プロデューサーの大沢伸一は、MONDO GROSSOとしてすでにクラブシーンで確固たる地位を築いていたプロデューサー。ジャズ、ハウス、R&Bを縦横無尽に横断しながら、“ジャンルではなく空気で聴かせる”音を作り上げることで知られていた。

『マインドトラベル』もまた、その哲学が息づいている。サウンドはミニマルだが、音の余白に豊かなグルーヴが宿り、聴くたびに新しい発見がある。birdの歌がただのヴォーカルではなく、“ひとつの楽器”として曲に溶け込んでいくような構成も、大沢のセンスならではだった。

birdという存在の自由さ

birdの魅力は、ジャンルを決めないことにある。ソウルフルでもあり、ジャジーでもあり、時にフォーキーでもある。『マインドトラベル』では、そのすべてが自然に混ざり合っている。

彼女の歌い方には、技巧的な派手さではなく、“呼吸のままに歌う自由”がある。だからこそ、聴く人はどんな瞬間にも自分の感情を投影できる。アルバム『MINDTRAVEL』は、クォーターミリオン(25万枚)を記録する。

“旅”のように続く音楽

この曲のタイトルにある「トラベル」は、単なる旅ではない。音楽を通して“心がどこまで行けるか”という問いでもあるように思う。birdの音楽は、リスナーを遠くへ連れていくのではなく、むしろ内側へと導いてくれる。
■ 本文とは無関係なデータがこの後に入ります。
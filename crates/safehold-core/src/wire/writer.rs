use super::WireError;
use crate::memory::SecureByteList;

/// Position of an open record whose length prefix is still a placeholder.
#[derive(Debug)]
#[must_use = "an open record must be closed with end_record"]
pub struct RecordMark {
    start: usize,
}

/// Append-only encoder for the wire format.
pub trait WireWriter {
    /// Write a bare little-endian `u32`.
    fn write_u32(&mut self, value: u32) -> Result<(), WireError>;

    /// Write `bytes` behind a length prefix.
    fn write_bytes(&mut self, bytes: &[u8]) -> Result<(), WireError>;

    /// Write the UTF-8 encoding of `value` behind a length prefix.
    fn write_str(&mut self, value: &str) -> Result<(), WireError> {
        self.write_bytes(value.as_bytes())
    }

    /// Reserve a length prefix for a record whose contents follow.
    fn begin_record(&mut self) -> Result<RecordMark, WireError>;

    /// Back-fill the prefix reserved by `begin_record`.
    fn end_record(&mut self, mark: RecordMark) -> Result<(), WireError>;
}

fn prefix(length: usize) -> Result<u32, WireError> {
    u32::try_from(length).map_err(|_| WireError::LengthOverflow { length })
}

impl WireWriter for SecureByteList {
    fn write_u32(&mut self, value: u32) -> Result<(), WireError> {
        self.extend_from_slice(&value.to_le_bytes())?;
        Ok(())
    }

    fn write_bytes(&mut self, bytes: &[u8]) -> Result<(), WireError> {
        self.write_u32(prefix(bytes.len())?)?;
        self.extend_from_slice(bytes)?;
        Ok(())
    }

    fn begin_record(&mut self) -> Result<RecordMark, WireError> {
        let start = self.len();
        self.write_u32(0)?;
        Ok(RecordMark { start })
    }

    fn end_record(&mut self, mark: RecordMark) -> Result<(), WireError> {
        let body = self.len() - mark.start - 4;
        self.patch_u32_le(mark.start, prefix(body)?)?;
        Ok(())
    }
}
忙しない日常の中で、ふと立ち止まり、自分の心の声を確かめるような、そんな感覚。

25年経った今でも、この曲を聴くと不思議と心が軽くなる。時代のトレンドを超えて、「自分のままでいていい」と優しく肯定してくれるような温度がある。


※この記事は執筆時点の情報に基づいています。